> **What the exercise asks**: Take the data below and filter it for lines containing the word "return"; show each line found.
==================================================
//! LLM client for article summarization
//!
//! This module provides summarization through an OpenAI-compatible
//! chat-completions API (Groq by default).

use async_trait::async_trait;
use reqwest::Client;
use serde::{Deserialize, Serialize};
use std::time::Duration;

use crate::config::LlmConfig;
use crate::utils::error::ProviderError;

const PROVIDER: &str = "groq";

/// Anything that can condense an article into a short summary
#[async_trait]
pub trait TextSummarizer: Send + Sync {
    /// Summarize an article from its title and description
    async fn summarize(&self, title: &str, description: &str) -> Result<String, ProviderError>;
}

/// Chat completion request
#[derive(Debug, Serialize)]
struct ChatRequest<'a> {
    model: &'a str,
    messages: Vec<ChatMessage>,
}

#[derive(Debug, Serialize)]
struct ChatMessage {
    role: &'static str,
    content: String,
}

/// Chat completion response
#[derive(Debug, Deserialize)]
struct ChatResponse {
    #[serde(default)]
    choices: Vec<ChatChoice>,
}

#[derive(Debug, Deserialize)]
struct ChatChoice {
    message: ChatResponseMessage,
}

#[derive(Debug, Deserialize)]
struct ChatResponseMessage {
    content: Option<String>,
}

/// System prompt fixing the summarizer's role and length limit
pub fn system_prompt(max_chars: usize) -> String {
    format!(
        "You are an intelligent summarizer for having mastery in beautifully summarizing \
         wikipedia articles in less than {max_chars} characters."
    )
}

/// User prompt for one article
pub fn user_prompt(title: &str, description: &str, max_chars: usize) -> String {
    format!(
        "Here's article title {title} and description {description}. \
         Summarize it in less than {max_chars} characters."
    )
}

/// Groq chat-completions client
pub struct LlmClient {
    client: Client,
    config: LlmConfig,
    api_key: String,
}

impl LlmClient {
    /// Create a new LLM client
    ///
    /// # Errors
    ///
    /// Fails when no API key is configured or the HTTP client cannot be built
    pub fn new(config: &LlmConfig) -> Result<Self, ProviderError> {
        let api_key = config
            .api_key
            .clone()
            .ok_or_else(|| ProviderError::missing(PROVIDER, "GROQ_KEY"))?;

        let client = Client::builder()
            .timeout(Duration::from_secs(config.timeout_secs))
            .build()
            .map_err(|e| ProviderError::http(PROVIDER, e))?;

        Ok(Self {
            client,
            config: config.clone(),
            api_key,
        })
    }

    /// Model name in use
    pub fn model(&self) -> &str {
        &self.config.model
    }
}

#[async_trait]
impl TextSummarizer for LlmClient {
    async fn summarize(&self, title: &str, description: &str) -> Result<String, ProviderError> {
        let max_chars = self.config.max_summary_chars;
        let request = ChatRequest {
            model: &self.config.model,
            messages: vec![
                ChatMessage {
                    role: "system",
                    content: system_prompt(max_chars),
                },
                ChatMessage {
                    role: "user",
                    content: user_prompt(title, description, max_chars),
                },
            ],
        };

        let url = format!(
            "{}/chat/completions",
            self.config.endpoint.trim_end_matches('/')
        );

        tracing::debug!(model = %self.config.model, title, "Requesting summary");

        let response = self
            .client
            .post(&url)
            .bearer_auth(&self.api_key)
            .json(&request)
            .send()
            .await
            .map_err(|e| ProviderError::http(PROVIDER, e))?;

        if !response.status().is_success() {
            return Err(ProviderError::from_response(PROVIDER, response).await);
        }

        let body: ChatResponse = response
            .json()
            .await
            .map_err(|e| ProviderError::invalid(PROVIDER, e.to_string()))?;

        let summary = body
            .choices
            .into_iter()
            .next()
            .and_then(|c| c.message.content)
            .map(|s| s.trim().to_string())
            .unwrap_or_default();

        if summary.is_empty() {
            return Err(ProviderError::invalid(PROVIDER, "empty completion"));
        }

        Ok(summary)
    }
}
==================================================
> **Written reply**:
            return Err(ProviderError::from_response(PROVIDER, response).await);
            return Err(ProviderError::invalid(PROVIDER, "empty completion"));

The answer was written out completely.